27. Ulangan

19 6 29
                                    

Hal yang pertama kali Jeje lihat waktu sampai di depan kelas delapan 'E'—tempat dia ulangan— adalah kakak kelas yang pada duduk-duduk santai di emperan kelas. Mulai dari yang duduk sambil ngobrol sampai yang bawa nasi dari kantin pun ada.

Emang sih sekarang itu udah mepet—lima menit sebelum bel masuk. Kalau biasanya bel masuk itu jam tujuh kurang lima menit pas ulangan ini jam tujuh lebih seperempat baru bel.

"Permisi Kak."

Jadi adek kelas itu harus sopan terlebih anak 'A', terlepas dari mereka yang bandel-bandel ada beberapa yang emang nggak mau dicap nggak sopan sama kakak kelas.

"Silahkan."

Dan tanggapan kakak kelas itu beragam, mulai dari yang biasa aja sampai yang ketus luar biasa pun ada. Kita menyikapinya ya—sesuai tujuan kita.

Kalau tujuan kita cuma buat formalitas ya kemungkinan bakalan jengkel dengan jawaban yang samena-mena e e wakawaka e e itu.

Tapi kalau tujuannya emang niat mau menyapa walaupun ketus ya paling diterima, kalau gak jawab minimal senyum.

Semua yang kita lakukan itu tergantung niat kita, kalau dari awal emang niatnya nggak baik ya udah dari niat itu bakalan balik ke kita sendiri.

Tinggalkan teori yang nggak kebukti kebenarannya itu. Sekarang Jeje udah masuk ruangan yang didalamnya di dominasi anak delapan 'A' yang lagi ngobrol, sarapan bahkan saking jeniusnya ada yang belajar. Wow patut dilestarikan, ada anak yang mau belajar pas ulangan. Atau jangan-jangan mereka kemarin nggak belajar dan baru belajar sekarang.

"Hai Sung!" sapa Jeje begitu tau kalau Sung lagi duduk di bangku paling ujung—tepat dibelakangnya.

Bukannya menjawab Sung malah senyum, tapi senyumannya diganti sama muka terkejut waktu Jeje teriak.

"INI TANGAN LO KENAPA MERAH-MERAH LAGI?!" teriaknya seakan udah lupa kalau diluar itu ada kakak kelas yang ganas, mungkin.

"Tidak apa ini cuma terkena tanaman di depan rumah."

"Beneran?"

"Iya Jesslyn."

"Ya udah!
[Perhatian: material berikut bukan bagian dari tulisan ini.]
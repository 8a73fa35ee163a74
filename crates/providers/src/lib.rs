//! Completion service implementations for Boardroom.
//!
//! All clients implement `boardroom_core::CompletionService`.

pub mod openai_compat;

pub use openai_compat::OpenAiCompatProvider;

use boardroom_config::AppConfig;
use boardroom_core::{Error, Result};
use std::sync::Arc;

/// Build the configured completion service.
///
/// Fails fast with a configuration error when no API key is available.
pub fn from_config(config: &AppConfig) -> Result<Arc<dyn boardroom_core::CompletionService>> {
    let api_key = config
        .api_key
        .as_deref()
        .filter(|k| !k.trim().is_empty())
        .ok_or_else(|| Error::Config {
            message: "No API key configured. Set BOARDROOM_API_KEY or api_key in config.toml".into(),
        })?;

    let provider = OpenAiCompatProvider::new("openai-compat", &config.api_url, api_key)?
        .with_timeout_secs(config.request_timeout_secs)?;
    Ok(Arc::new(provider))
}
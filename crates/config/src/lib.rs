//! Configuration loading, validation, and management for Boardroom.
//!
//! Loads configuration from `~/.boardroom/config.toml` with environment
//! variable overrides. Validates all settings at startup.

pub mod roster;

use boardroom_core::AgentProfile;
use boardroom_core::store::normalize_path;
use serde::{Deserialize, Serialize};
use std::collections::HashSet;
use std::path::{Path, PathBuf};

/// The root configuration structure.
///
/// Maps directly to `~/.boardroom/config.toml`.
#[derive(Clone, Serialize, Deserialize)]
pub struct AppConfig {
    /// API key for the completion service
    #[serde(default, skip_serializing_if = "Option::is_none")]
    pub api_key: Option<String>,

    /// Base URL of an OpenAI-compatible endpoint
    #[serde(default = "default_api_url")]
    pub api_url: String,

    /// Model used when a profile does not name one
    #[serde(default = "default_model")]
    pub default_model: String,

    #[serde(default = "default_temperature")]
    pub default_temperature: f32,

    /// HTTP timeout for one completion call
    #[serde(default = "default_request_timeout")]
    pub request_timeout_secs: u64,

    /// Tenant that memory, artifacts and tasks are scoped to
    #[serde(default = "default_principal")]
    pub principal_id: String,

    #[serde(default)]
    pub orchestrator: OrchestratorConfig,

    #[serde(default)]
    pub heartbeat: HeartbeatConfig,

    #[serde(default)]
    pub storage: StorageConfig,

    #[serde(default)]
    pub tools: ToolsConfig,

    /// Agent roster
    #[serde(default = "roster::default_agents")]
    pub agents: Vec<AgentProfile>,

    /// Artifact-gated workflows
    #[serde(default = "roster::default_workflows")]
    pub workflows: Vec<WorkflowConfig>,
}

fn default_api_url() -> String {
    "https://openrouter.ai/api/v1".into()
}
fn default_model() -> String {
    "openai/gpt-4o-mini".into()
}
fn default_temperature() -> f32 {
    0.7
}
fn default_request_timeout() -> u64 {
    120
}
fn default_principal() -> String {
    "local".into()
}
fn default_true() -> bool {
    true
}

fn redact(s: &Option<String>) -> &'static str {
    match s {
        Some(_) => "[REDACTED]",
        None => "None",
    }
}

impl std::fmt::Debug for AppConfig {
    fn fmt(&self, f: &mut std::fmt::Formatter<'_>) -> std::fmt::Result {
        f.debug_struct("AppConfig")
            .field("api_key", &redact(&self.api_key))
            .field("api_url", &self.api_url)
            .field("default_model", &self.default_model)
            .field("default_temperature", &self.default_temperature)
            .field("request_timeout_secs", &self.request_timeout_secs)
            .field("principal_id", &self.principal_id)
            .field("orchestrator", &self.orchestrator)
            .field("heartbeat", &self.heartbeat)
            .field("storage", &self.storage)
            .field("tools", &self.tools)
            .field("agents", &self.agents.len())
            .field("workflows", &self.workflows.len())
            .finish()
    }
}

/// What the chairman's TERMINATE means in an autonomous session.
#[derive(Debug, Clone, Copy, PartialEq, Eq, Default, Serialize, Deserialize)]
#[serde(rename_all = "snake_case")]
pub enum CompletionPolicy {
    /// TERMINATE always ends the session
    Terminate,
    /// Autonomous sessions hand over to the review agent instead of stopping
    #[default]
    StrategicReview,
}

#[derive(Debug, Clone, Serialize, Deserialize)]
pub struct OrchestratorConfig {
    /// Iterations before the loop suspends and asks to continue
    #[serde(default = "default_max_turns")]
    pub max_turns: u32,

    #[serde(default)]
    pub completion_policy: CompletionPolicy,

    /// Agent selected instead of TERMINATE under `strategic_review`
    #[serde(default = "default_review_agent")]
    pub review_agent: String,

    /// Agent id whose runtime makes heuristic decisions
    #[serde(default = "default_chairman_agent")]
    pub chairman_agent: String,

    #[serde(default = "default_max_delegation_depth")]
    pub max_delegation_depth: u32,

    /// Consecutive transport failures before the loop gives up
    #[serde(default = "default_max_consecutive_failures")]
    pub max_consecutive_failures: u32,

    /// Messages of shared history shown to the chairman
    #[serde(default = "default_history_window")]
    pub history_window: usize,
}

fn default_max_turns() -> u32 {
    10
}
fn default_review_agent() -> String {
    "vision-founder-agent".into()
}
fn default_chairman_agent() -> String {
    "board-chairman".into()
}
fn default_max_delegation_depth() -> u32 {
    1
}
fn default_max_consecutive_failures() -> u32 {
    2
}
fn default_history_window() -> usize {
    15
}

impl Default for OrchestratorConfig {
    fn default() -> Self {
        Self {
            max_turns: default_max_turns(),
            completion_policy: CompletionPolicy::default(),
            review_agent: default_review_agent(),
            chairman_agent: default_chairman_agent(),
            max_delegation_depth: default_max_delegation_depth(),
            max_consecutive_failures: default_max_consecutive_failures(),
            history_window: default_history_window(),
        }
    }
}

#[derive(Debug, Clone, Serialize, Deserialize)]
pub struct HeartbeatConfig {
    #[serde(default)]
    pub enabled: bool,

    #[serde(default = "default_heartbeat_interval")]
    pub interval_secs: u64,

    /// Silence in an active meeting before the nudge agent is called
    #[serde(default = "default_silence_threshold")]
    pub silence_threshold_secs: u64,

    #[serde(default = "default_ceo")]
    pub assignment_agent: String,

    #[serde(default = "default_ceo")]
    pub standup_agent: String,

    #[serde(default = "default_ceo")]
    pub nudge_agent: String,
}

fn default_heartbeat_interval() -> u64 {
    30
}
fn default_silence_threshold() -> u64 {
    45
}
fn default_ceo() -> String {
    "ceo-agent".into()
}

impl Default for HeartbeatConfig {
    fn default() -> Self {
        Self {
            enabled: false,
            interval_secs: default_heartbeat_interval(),
            silence_threshold_secs: default_silence_threshold(),
            assignment_agent: default_ceo(),
            standup_agent: default_ceo(),
            nudge_agent: default_ceo(),
        }
    }
}

#[derive(Debug, Clone, Copy, PartialEq, Eq, Default, Serialize, Deserialize)]
#[serde(rename_all = "lowercase")]
pub enum StorageBackend {
    Memory,
    File,
    #[default]
    Sqlite,
}

#[derive(Debug, Clone, Serialize, Deserialize)]
pub struct StorageConfig {
    #[serde(default)]
    pub backend: StorageBackend,

    /// Directory (file backend) or database file (sqlite backend).
    /// Defaults to a location under the config directory.
    #[serde(default, skip_serializing_if = "Option::is_none")]
    pub path: Option<PathBuf>,
}

impl Default for StorageConfig {
    fn default() -> Self {
        Self {
            backend: StorageBackend::default(),
            path: None,
        }
    }
}

impl StorageConfig {
    /// Resolved storage location for the selected backend.
    pub fn resolved_path(&self) -> PathBuf {
        if let Some(path) = &self.path {
            return path.clone();
        }
        match self.backend {
            StorageBackend::Sqlite => AppConfig::config_dir().join("boardroom.db"),
            StorageBackend::File | StorageBackend::Memory => AppConfig::config_dir().join("data"),
        }
    }
}

#[derive(Debug, Clone, Serialize, Deserialize)]
pub struct ToolsConfig {
    /// Pause sensitive tools until the principal approves them
    #[serde(default)]
    pub require_approval: bool,

    #[serde(default = "default_sensitive_tools")]
    pub sensitive: Vec<String>,

    /// Register the persona hot-patch tool
    #[serde(default = "default_true")]
    pub allow_config_updates: bool,
}

fn default_sensitive_tools() -> Vec<String> {
    vec!["write_file".into(), "update_agent_config".into()]
}

impl Default for ToolsConfig {
    fn default() -> Self {
        Self {
            require_approval: false,
            sensitive: default_sensitive_tools(),
            allow_config_updates: true,
        }
    }
}

/// An ordered, artifact-gated workflow.
#[derive(Debug, Clone, PartialEq, Serialize, Deserialize)]
pub struct WorkflowConfig {
    pub id: String,

    #[serde(default)]
    pub name: String,

    /// Goal keywords (case-insensitive) that select this workflow
    #[serde(default)]
    pub triggers: Vec<String>,

    pub steps: Vec<WorkflowStepConfig>,
}

#[derive(Debug, Clone, PartialEq, Serialize, Deserialize)]
pub struct WorkflowStepConfig {
    pub id: String,
    pub agent_id: String,
    pub instruction: String,
    /// Exact path, or a directory prefix ending in `/`
    pub expected_artifact: String,
}

impl AppConfig {
    /// Load configuration from the default path (~/.boardroom/config.toml).
    ///
    /// Also checks environment variables:
    /// - `BOARDROOM_API_KEY` (highest priority), `OPENROUTER_API_KEY`, `OPENAI_API_KEY`
    /// - `BOARDROOM_MODEL`
    /// - `BOARDROOM_API_URL`
    pub fn load() -> Result<Self, ConfigError> {
        let config_path = Self::config_dir().join("config.toml");
        let mut config = Self::load_from(&config_path)?;
        config.apply_env_overrides();
        config.validate()?;
        Ok(config)
    }

    /// Load configuration from a specific file path.
    pub fn load_from(path: &Path) -> Result<Self, ConfigError> {
        if !path.exists() {
            tracing::info!("No config file found at {}, using defaults", path.display());
            return Ok(Self::default());
        }

        let content = std::fs::read_to_string(path).map_err(|e| ConfigError::ReadError {
            path: path.to_path_buf(),
            reason: e.to_string(),
        })?;

        let config: Self = toml::from_str(&content).map_err(|e| ConfigError::ParseError {
            path: path.to_path_buf(),
            reason: e.to_string(),
        })?;

        config.validate()?;
        Ok(config)
    }

    fn apply_env_overrides(&mut self) {
        if self.api_key.is_none() {
            self.api_key = std::env::var("BOARDROOM_API_KEY")
                .ok()
                .or_else(|| std::env::var("OPENROUTER_API_KEY").ok())
                .or_else(|| std::env::var("OPENAI_API_KEY").ok())
                .filter(|k| !k.trim().is_empty());
        }

        if let Ok(model) = std::env::var("BOARDROOM_MODEL") {
            self.default_model = model;
        }

        if let Ok(url) = std::env::var("BOARDROOM_API_URL") {
            self.api_url = url;
        }
    }

    /// Get the configuration directory path.
    pub fn config_dir() -> PathBuf {
        dirs_home().join(".boardroom")
    }

    /// Validate the configuration.
    pub fn validate(&self) -> Result<(), ConfigError> {
        if !(0.0..=2.0).contains(&self.default_temperature) {
            return Err(ConfigError::ValidationError(
                "default_temperature must be between 0.0 and 2.0".into(),
            ));
        }

        if self.orchestrator.max_turns == 0 {
            return Err(ConfigError::ValidationError(
                "orchestrator.max_turns must be at least 1".into(),
            ));
        }

        let mut seen = HashSet::new();
        for agent in &self.agents {
            if !seen.insert(agent.id.as_str()) {
                return Err(ConfigError::ValidationError(format!(
                    "duplicate agent id '{}'",
                    agent.id
                )));
            }
        }

        for workflow in &self.workflows {
            if workflow.steps.is_empty() {
                return Err(ConfigError::ValidationError(format!(
                    "workflow '{}' has no steps",
                    workflow.id
                )));
            }
            if let Some(step) = workflow.steps.iter().find(|s| !seen.contains(s.agent_id.as_str())) {
                return Err(ConfigError::ValidationError(format!(
                    "workflow '{}' step '{}' names unknown agent '{}'",
                    workflow.id, step.id, step.agent_id
                )));
            }
            if let Some(step) = workflow
                .steps
                .iter()
                .find(|s| normalize_path(&s.expected_artifact).is_err())
            {
                return Err(ConfigError::ValidationError(format!(
                    "workflow '{}' step '{}' expects an unusable artifact path '{}'",
                    workflow.id, step.id, step.expected_artifact
                )));
            }
        }

        if self.orchestrator.completion_policy == CompletionPolicy::StrategicReview
            && !seen.contains(self.orchestrator.review_agent.as_str())
        {
            return Err(ConfigError::ValidationError(format!(
                "review agent '{}' is not in the roster",
                self.orchestrator.review_agent
            )));
        }

        Ok(())
    }

    /// Check if an API key is available (from config or environment).
    pub fn has_api_key(&self) -> bool {
        self.api_key.as_deref().is_some_and(|k| !k.trim().is_empty())
    }

    /// Generate a default config TOML string (for `onboard` command).
    pub fn default_toml() -> String {
        let config = Self::default();
        toml::to_string_pretty(&config).unwrap_or_default()
    }
}

impl Default for AppConfig {
    fn default() -> Self {
        Self {
            api_key: None,
            api_url: default_api_url(),
            default_model: default_model(),
            default_temperature: default_temperature(),
            request_timeout_secs: default_request_timeout(),
            principal_id: default_principal(),
            orchestrator: OrchestratorConfig::default(),
            heartbeat: HeartbeatConfig::default(),
            storage: StorageConfig::default(),
            tools: ToolsConfig::default(),
            agents: roster::default_agents(),
            workflows: roster::default_workflows(),
        }
    }
}

/// Get the user's home directory.
fn dirs_home() -> PathBuf {
    #[cfg(target_os = "windows")]
    {
        std::env::var("USERPROFILE")
            .map(PathBuf::from)
            .unwrap_or_else(|_| PathBuf::from("C:\\Users\\Default"))
    }
    #[cfg(not(target_os = "windows"))]
    {
        std::env::var("HOME")
            .map(PathBuf::from)
            .unwrap_or_else(|_| PathBuf::from("/tmp"))
    }
}

/// Configuration errors.
#[derive(Debug, thiserror::Error)]
pub enum ConfigError {
    #[error("Failed to read config file at {path}: {reason}")]
    ReadError { path: PathBuf, reason: String },

    #[error("Failed to parse config file at {path}: {reason}")]
    ParseError { path: PathBuf, reason: String },

    #[error("Configuration validation failed: {0}")]
    ValidationError(String),
}

impl From<ConfigError> for boardroom_core::Error {
    fn from(err: ConfigError) -> Self {
        boardroom_core::Error::Config {
            message: err.to_string(),
        }
    }
}
pub mod agents;
pub mod extract;
pub mod onboard;
pub mod run;
pub mod tick;
pub mod workflow;

use boardroom_config::AppConfig;
use boardroom_core::profile::AgentRegistry;
use boardroom_memory::Stores;
use std::sync::Arc;
use tracing::warn;

pub(crate) fn load_config() -> Result<AppConfig, Box<dyn std::error::Error>> {
    Ok(AppConfig::load().map_err(|e| format!("Failed to load config: {e}"))?)
}

pub(crate) async fn open_stores(config: &AppConfig) -> Result<Stores, Box<dyn std::error::Error>> {
    Ok(Stores::open(&config.storage)
        .await
        .map_err(|e| format!("Failed to open storage: {e}"))?)
}

/// The configured roster with any stored persona overrides applied.
pub(crate) async fn load_registry(config: &AppConfig, stores: &Stores) -> Arc<AgentRegistry> {
    let base = AgentRegistry::new(config.agents.clone());
    match base.load_overrides(stores.configs.as_ref()).await {
        Ok(patched) => Arc::new(patched),
        Err(e) => {
            warn!(error = %e, "Could not read agent overrides, using configured roster");
            Arc::new(base)
        }
    }
}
Nggak bohong loh ya!"

"Iya."













Waktu melihat kartu identitas yang dipasang dimeja sebelahnya Jeje jadi senyum-senyum sendiri. Tiba-tiba aja jadi ingat Dah nembak Kak Rangga sama Kak Jeffery.

Bukan apa-apa, tapi persentase dia diterima itu lebih kecil dibanding diterimanya. Jeje kira mereka berdua itu high class, coba kalian bayangkan. Dari kriteria mendekati sempurna kayak Kak Rangga—ganteng?banget, pinter?gak pernah lepas dari lima besar, jago beladiri?menang O2SN itu udah biasa, kedudukan?pernah jadi wakil ketua OSIS bro, sholeh?suaranya bagus gak ada akhlak pas baca Qur'an, rajin salat pula.

Nah coba kayak gitu, pasti kriteria pacar yang diinginkan itu ya nggak mungkin orang biasa-biasa aja. Atau bahkan gak mau pacaran tapi langsung lamaran.

"Eh Jeje!"

Jeje noleh dan mendapati Kak Rangga yang lagi menenteng tas baru kemudian duduk disebelahnya, "Kak Rangga, gue kira sebangku sama siapa kak."

"Syukur deh, gue udah takut kalau ternyata gak sama Lo."

"Cie berharap banget sama gue."

"Baperan! Bukan gitu Je! Gue takut nanti orang yang sebangku sama gue baper lagi."

"Pede banget."

"Lah harus dong! Lagian ya cewek kalo didekat gue gak mungkin gak suka."

"Alah, siapa yang waktu itu curhat habis ditolak gebetan?"